Pour atteindre cet objectif, Rezo Pouce se doit de mettre en place une communication efficace. En effet, l’autostop n’est aujourd’hui que très peu considéré comme un moyen de transport régulier, destiné à tous, et convenant à de petits trajets. Font exception certains territoires où règne une forte “culture stop”. C’est le cas de BelleÎle-en-Mer par exemple, souvent qualifiée de “paradis des autostoppeurs”. Sur l’île, la mise en place d’un réseau sécurisé (comme les quatre “Points Stop” recensés par l’Office de Tourisme) ne semble même pas nécessaire, ainsi qu’en témoigne un article de 2016 du journal d’information Le Télégramme : « À Belle-Ile, en raison d’un fort sentiment de sécurité et de l’ « esprit vacances » qui règne une bonne partie de l’année, les usagers n’ont pour l’instant pas manifesté le besoin d’un encadrement si poussé. » Ce témoignage nous permet cependant de comprendre que, si l’autostop est pratiqué à Belle-Île de manière quotidienne et sur des trajets courts, il n’en reste pas moins qu’il semble réservé aux vacanciers, et que son efficacité doit beaucoup à « l’esprit vacances ». Ce constat souligne le fait qu’aujourd’hui, ce mode de transport s’ancre dans un imaginaire de l’exceptionnel plutôt que du quotidien, et reste réservé aux jeunes vacanciers.
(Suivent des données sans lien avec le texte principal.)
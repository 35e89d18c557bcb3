//! Configuration for indexes and their storage.

use std::path::PathBuf;

/// Configuration shared by every index an engine owns.
#[derive(Debug, Clone)]
pub struct IndexConfig {
    /// Root directory under which index and segment files are created.
    pub root_dir: PathBuf,
    /// Number of documents after which the active segment is sealed and a
    /// fresh one is started.
    pub segment_doc_limit: u64,
}

impl IndexConfig {
    /// Create a configuration rooted at the given directory with default
    /// limits.
    pub fn new<P: Into<PathBuf>>(root_dir: P) -> Self {
        IndexConfig {
            root_dir: root_dir.into(),
            segment_doc_limit: DEFAULT_SEGMENT_DOC_LIMIT,
        }
    }

    /// Override the segment rollover threshold.
    pub fn segment_doc_limit(mut self, limit: u64) -> Self {
        self.segment_doc_limit = limit;
        self
    }
}

/// Default segment rollover threshold.
pub const DEFAULT_SEGMENT_DOC_LIMIT: u64 = 100_000;

impl Default for IndexConfig {
    fn default() -> Self {
        IndexConfig::new("./data")
    }
}
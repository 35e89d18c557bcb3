//! Error types for the xiphos engine.
//!
//! All fallible operations in this crate return [`Result`], whose error type
//! is the [`XiphosError`] enum.

use std::io;

use thiserror::Error;

/// The main error type for xiphos operations.
#[derive(Error, Debug)]
pub enum XiphosError {
    /// I/O errors (file open, grow, map, flush).
    #[error("I/O error: {0}")]
    Io(#[from] io::Error),

    /// JSON metadata serialization/deserialization errors.
    #[error("JSON error: {0}")]
    Json(#[from] serde_json::Error),

    /// Schema-related errors (no fields defined, duplicate field, unknown
    /// field, primary key misuse).
    #[error("Schema error: {0}")]
    Schema(String),

    /// A document id does not match the expected append cursor.
    #[error("Document id out of order: expected {expected}, got {got}")]
    OutOfOrder { expected: u64, got: u64 },

    /// A primary key is already present in the index.
    #[error("Duplicate primary key: {0}")]
    DuplicateKey(String),

    /// An index, segment, or partition that was asked for does not exist.
    #[error("Not found: {0}")]
    NotFound(String),

    /// Backing-store errors (value log, offset index).
    #[error("Storage error: {0}")]
    Storage(String),

    /// Malformed numeric or date field value.
    #[error("Parse error: {0}")]
    Parse(String),

    /// Binary serialization error (document codec, bitmap, offset index).
    #[error("Serialization error: {0}")]
    Serialization(String),

    /// Operation not permitted in the current state (e.g. writing to a
    /// sealed segment, sealing twice).
    #[error("Invalid operation: {0}")]
    InvalidOperation(String),
}

/// Result type alias for operations that may fail with [`XiphosError`].
pub type Result<T> = std::result::Result<T, XiphosError>;

impl XiphosError {
    /// Create a new schema error.
    pub fn schema<S: Into<String>>(msg: S) -> Self {
        XiphosError::Schema(msg.into())
    }

    /// Create a new not-found error.
    pub fn not_found<S: Into<String>>(msg: S) -> Self {
        XiphosError::NotFound(msg.into())
    }

    /// Create a new storage error.
    pub fn storage<S: Into<String>>(msg: S) -> Self {
        XiphosError::Storage(msg.into())
    }

    /// Create a new parse error.
    pub fn parse<S: Into<String>>(msg: S) -> Self {
        XiphosError::Parse(msg.into())
    }

    /// Create a new serialization error.
    pub fn serialization<S: Into<String>>(msg: S) -> Self {
        XiphosError::Serialization(msg.into())
    }

    /// Create a new invalid-operation error.
    pub fn invalid<S: Into<String>>(msg: S) -> Self {
        XiphosError::InvalidOperation(msg.into())
    }
}
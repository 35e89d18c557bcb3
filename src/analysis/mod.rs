//! Text analysis collaborator for tokenized fields.
//!
//! The engine does not implement tokenization itself; tokenized-text fields
//! consume an injected [`Tokenizer`]. [`SimpleTokenizer`] is the default
//! implementation: Unicode word segmentation (UAX #29), lowercasing, and
//! stop-word filtering.

use std::collections::HashSet;

use unicode_segmentation::UnicodeSegmentation;

/// Tokenizer collaborator consumed by tokenized-text fields.
///
/// Implementations turn a raw field value into the sequence of terms credited
/// to the document. Implementations must be shareable across threads, as one
/// tokenizer instance serves every index an engine owns.
pub trait Tokenizer: Send + Sync {
    /// Split the text into search terms.
    fn tokenize(&self, text: &str) -> Vec<String>;
}

/// Default English stop words list.
const DEFAULT_STOP_WORDS: &[&str] = &[
    "a", "an", "and", "are", "as", "at", "be", "but", "by", "for", "if", "in", "into", "is", "it",
    "no", "not", "of", "on", "or", "such", "that", "the", "their", "then", "there", "these",
    "they", "this", "to", "was", "will", "with",
];

/// A tokenizer that splits text on Unicode word boundaries, lowercases each
/// word, and drops stop words.
#[derive(Debug, Clone)]
pub struct SimpleTokenizer {
    stop_words: HashSet<String>,
}

impl SimpleTokenizer {
    /// Create a tokenizer with the default English stop word list.
    pub fn new() -> Self {
        SimpleTokenizer {
            stop_words: DEFAULT_STOP_WORDS.iter().map(|w| w.to_string()).collect(),
        }
    }

    /// Create a tokenizer with a custom stop word list.
    pub fn with_stop_words<I, S>(stop_words: I) -> Self
    where
        I: IntoIterator<Item = S>,
        S: Into<String>,
    {
        SimpleTokenizer {
            stop_words: stop_words.into_iter().map(|w| w.into()).collect(),
        }
    }
}

impl Default for SimpleTokenizer {
    fn default() -> Self {
        Self::new()
    }
}

impl Tokenizer for SimpleTokenizer {
    fn tokenize(&self, text: &str) -> Vec<String> {
        text.unicode_words()
            .map(|word| word.to_lowercase())
            .filter(|word| !self.stop_words.contains(word))
            .collect()
    }
}

#[cfg(test)]
mod tests {
    use super::*;

    #[test]
    fn test_tokenize_lowercases_and_drops_punctuation() {
        let tokenizer = SimpleTokenizer::new();
        let terms = tokenizer.tokenize("Hello, World!");
        assert_eq!(terms, vec!["hello", "world"]);
    }

    #[test]
    fn test_tokenize_filters_stop_words() {
        let tokenizer = SimpleTokenizer::new();
        let terms = tokenizer.tokenize("the quick brown fox");
        assert_eq!(terms, vec!["quick", "brown", "fox"]);
    }

    #[test]
    fn test_tokenize_empty_input() {
        let tokenizer = SimpleTokenizer::new();
        assert!(tokenizer.tokenize("").is_empty());
        assert!(tokenizer.tokenize("   ").is_empty());
    }

    #[test]
    fn test_custom_stop_words() {
        let tokenizer = SimpleTokenizer::with_stop_words(["fox"]);
        let terms = tokenizer.tokenize("the quick fox");
        assert_eq!(terms, vec!["the", "quick"]);
    }
}
//! Growable doc-id bitmap with explicit set algebra.
//!
//! Inverted lists, tombstones, and query evaluation all operate on
//! [`DocIdSet`]. The set is backed by a [`BitVec`] anchored at a base doc id,
//! so a segment whose doc ids start high does not pay for the ids below its
//! range.

use bit_vec::BitVec;
use byteorder::{ByteOrder, LittleEndian};

use crate::error::{Result, XiphosError};

/// A set of document ids.
///
/// Bit `i` represents doc id `base + i`. The set grows on demand and can be
/// serialized into a compact byte form for storage in a value log.
#[derive(Debug, Clone, Default, PartialEq)]
pub struct DocIdSet {
    base: u64,
    bits: BitVec,
    count: u64,
}

impl DocIdSet {
    /// Create an empty set.
    pub fn new() -> Self {
        DocIdSet::default()
    }

    /// Add a doc id to the set. Adding an id twice is a no-op.
    pub fn insert(&mut self, doc_id: u64) {
        if self.bits.is_empty() {
            self.base = doc_id;
        } else if doc_id < self.base {
            self.rebase(doc_id);
        }
        let idx = (doc_id - self.base) as usize;
        if idx >= self.bits.len() {
            self.bits.grow(idx + 1 - self.bits.len(), false);
        }
        if self.bits.get(idx) != Some(true) {
            self.bits.set(idx, true);
            self.count += 1;
        }
    }

    /// Remove a doc id from the set. Removing an absent id is a no-op.
    pub fn remove(&mut self, doc_id: u64) {
        if doc_id < self.base {
            return;
        }
        let idx = (doc_id - self.base) as usize;
        if self.bits.get(idx) == Some(true) {
            self.bits.set(idx, false);
            self.count -= 1;
        }
    }

    /// Check whether a doc id is in the set.
    pub fn contains(&self, doc_id: u64) -> bool {
        if doc_id < self.base {
            return false;
        }
        let idx = (doc_id - self.base) as usize;
        self.bits.get(idx) == Some(true)
    }

    /// Number of doc ids in the set.
    pub fn len(&self) -> u64 {
        self.count
    }

    /// Check whether the set contains no doc ids.
    pub fn is_empty(&self) -> bool {
        self.count == 0
    }

    /// Iterate the doc ids in ascending order.
    pub fn iter(&self) -> impl Iterator<Item = u64> + '_ {
        let base = self.base;
        self.bits
            .iter()
            .enumerate()
            .filter(|(_, bit)| *bit)
            .map(move |(idx, _)| base + idx as u64)
    }

    /// Add every doc id of `other` to this set.
    pub fn union_with(&mut self, other: &DocIdSet) {
        for doc_id in other.iter() {
            self.insert(doc_id);
        }
    }

    /// Remove every doc id not present in `other`.
    pub fn intersect_with(&mut self, other: &DocIdSet) {
        for idx in 0..self.bits.len() {
            if self.bits.get(idx) == Some(true) && !other.contains(self.base + idx as u64) {
                self.bits.set(idx, false);
                self.count -= 1;
            }
        }
    }

    /// Serialize into a length-stable byte form.
    pub fn to_bytes(&self) -> Vec<u8> {
        let bit_bytes = self.bits.to_bytes();
        let mut buf = vec![0u8; 16 + bit_bytes.len()];
        LittleEndian::write_u64(&mut buf[0..8], self.base);
        LittleEndian::write_u64(&mut buf[8..16], self.bits.len() as u64);
        buf[16..].copy_from_slice(&bit_bytes);
        buf
    }

    /// Deserialize a set previously produced by [`DocIdSet::to_bytes`].
    pub fn from_bytes(data: &[u8]) -> Result<Self> {
        if data.len() < 16 {
            return Err(XiphosError::serialization(
                "doc id set record shorter than its header",
            ));
        }
        let base = LittleEndian::read_u64(&data[0..8]);
        let nbits = LittleEndian::read_u64(&data[8..16]) as usize;
        let mut bits = BitVec::from_bytes(&data[16..]);
        if bits.len() < nbits {
            return Err(XiphosError::serialization(
                "doc id set record truncated",
            ));
        }
        bits.truncate(nbits);
        let count = bits.iter().filter(|bit| *bit).count() as u64;
        Ok(DocIdSet { base, bits, count })
    }

    /// Re-anchor the bitmap at a lower base doc id.
    fn rebase(&mut self, new_base: u64) {
        let shift = (self.base - new_base) as usize;
        let mut shifted = BitVec::from_elem(self.bits.len() + shift, false);
        for idx in 0..self.bits.len() {
            if self.bits.get(idx) == Some(true) {
                shifted.set(idx + shift, true);
            }
        }
        self.bits = shifted;
        self.base = new_base;
    }
}

impl FromIterator<u64> for DocIdSet {
    fn from_iter<I: IntoIterator<Item = u64>>(iter: I) -> Self {
        let mut set = DocIdSet::new();
        for doc_id in iter {
            set.insert(doc_id);
        }
        set
    }
}

/// Intersect a list of sets. An empty list yields the empty set, not
/// "match all".
pub fn intersect_all(sets: Vec<DocIdSet>) -> DocIdSet {
    let mut iter = sets.into_iter();
    let Some(mut result) = iter.next() else {
        return DocIdSet::new();
    };
    for set in iter {
        result.intersect_with(&set);
    }
    result
}

/// Union a list of sets. An empty list yields the empty set.
pub fn union_all(sets: Vec<DocIdSet>) -> DocIdSet {
    let mut iter = sets.into_iter();
    let Some(mut result) = iter.next() else {
        return DocIdSet::new();
    };
    for set in iter {
        result.union_with(&set);
    }
    result
}
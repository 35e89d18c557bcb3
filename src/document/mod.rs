//! Document model and the binary codec used by the forward store.

use std::collections::HashMap;

use serde::{Deserialize, Serialize};

use crate::error::{Result, XiphosError};

/// A document submitted to an index.
///
/// The `id` is the external primary key; `content` maps field names to raw
/// string values. Typed interpretation of a value (term splitting, numeric
/// or date parsing) happens per field according to the index schema, not
/// here.
#[derive(Debug, Clone, PartialEq, Serialize, Deserialize)]
pub struct Document {
    /// External primary key.
    pub id: String,
    /// Raw field values keyed by field name.
    content: HashMap<String, String>,
}

impl Document {
    /// Create a new empty document with the given primary key.
    pub fn new<S: Into<String>>(id: S) -> Self {
        Document {
            id: id.into(),
            content: HashMap::new(),
        }
    }

    /// Set a field value, returning the document for chained construction.
    pub fn with_field<K: Into<String>, V: Into<String>>(mut self, name: K, value: V) -> Self {
        self.content.insert(name.into(), value.into());
        self
    }

    /// Set a field value.
    pub fn set_field<K: Into<String>, V: Into<String>>(&mut self, name: K, value: V) {
        self.content.insert(name.into(), value.into());
    }

    /// Get a field value.
    pub fn get_field(&self, name: &str) -> Option<&str> {
        self.content.get(name).map(|v| v.as_str())
    }

    /// Check whether the document carries a value for a field.
    pub fn has_field(&self, name: &str) -> bool {
        self.content.contains_key(name)
    }

    /// Raw field values.
    pub fn content(&self) -> &HashMap<String, String> {
        &self.content
    }

    /// Number of field values.
    pub fn len(&self) -> usize {
        self.content.len()
    }

    /// Check whether the document carries no field values.
    pub fn is_empty(&self) -> bool {
        self.content.is_empty()
    }
}

/// Encode a document for the forward store.
///
/// The byte form is an opaque codec boundary: callers only ever hand these
/// bytes back to [`decode`].
pub fn encode(doc: &Document) -> Result<Vec<u8>> {
    bincode::serialize(doc)
        .map_err(|e| XiphosError::serialization(format!("failed to encode document: {e}")))
}

/// Decode a document previously produced by [`encode`].
pub fn decode(bytes: &[u8]) -> Result<Document> {
    bincode::deserialize(bytes)
        .map_err(|e| XiphosError::serialization(format!("failed to decode document: {e}")))
}

/// A term and its relative frequency within one document.
#[derive(Debug, Clone, PartialEq, Serialize, Deserialize)]
pub struct KeyWord {
    /// The term.
    pub word: String,
    /// Term count divided by the total number of terms.
    pub tf: f32,
}

/// Compute term-frequency metadata for a tokenized value.
///
/// No scoring is built on this; it is exposed for callers that want TF
/// metadata alongside their documents.
pub fn term_frequencies(terms: &[String]) -> Vec<KeyWord> {
    let mut counts: HashMap<&str, u32> = HashMap::new();
    for term in terms {
        *counts.entry(term.as_str()).or_insert(0) += 1;
    }
    let total = terms.len() as f32;
    counts
        .into_iter()
        .map(|(word, count)| KeyWord {
            word: word.to_string(),
            tf: count as f32 / total,
        })
        .collect()
}

#[cfg(test)]
mod tests {
    use super::*;

    #[test]
    fn test_document_fields() {
        let doc = Document::new("a")
            .with_field("name", "alice")
            .with_field("age", "30");

        assert_eq!(doc.id, "a");
        assert_eq!(doc.get_field("name"), Some("alice"));
        assert_eq!(doc.get_field("missing"), None);
        assert!(doc.has_field("age"));
        assert_eq!(doc.len(), 2);
    }

    #[test]
    fn test_codec_round_trip() {
        let doc = Document::new("k1")
            .with_field("title", "hello world")
            .with_field("count", "42");

        let bytes = encode(&doc).unwrap();
        let decoded = decode(&bytes).unwrap();
        assert_eq!(doc, decoded);
    }

    #[test]
    fn test_decode_garbage_fails() {
        assert!(decode(&[0xFF, 0x01]).is_err());
    }

    #[test]
    fn test_term_frequencies() {
        let terms: Vec<String> = ["b", "a", "b", "b"].iter().map(|s| s.to_string()).collect();
        let mut keywords = term_frequencies(&terms);
        keywords.sort_by(|l, r| l.word.cmp(&r.word));

        assert_eq!(keywords.len(), 2);
        assert_eq!(keywords[0].word, "a");
        assert!((keywords[0].tf - 0.25).abs() < f32::EPSILON);
        assert_eq!(keywords[1].word, "b");
        assert!((keywords[1].tf - 0.75).abs() < f32::EPSILON);
    }
}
Ainsi, on ne recense pas aujourd’hui de territoire où l’autostop soit reconnu comme un moyen de transport quotidien dans les deux sens du terme : régulier et banalisé. L’autostop quotidien n’est donc pas considéré comme une véritable alternative aux autres modes de transport, car il est perçu comme réservé à une certaine frange de la population et à un contexte bien particulier. Il n’en apparaît pour autant pas moins pertinent au vu des problématiques liées à la mobilité identifiées précédemment. En revenant aux origines du projet Rezo Pouce, de la conception du projet jusqu’à sa mise en place, nous verrons que celui-ci a réellement vocation à s’ancrer dans le quotidien des gens, en partant de leurs problématiques quotidiennes de mobilité.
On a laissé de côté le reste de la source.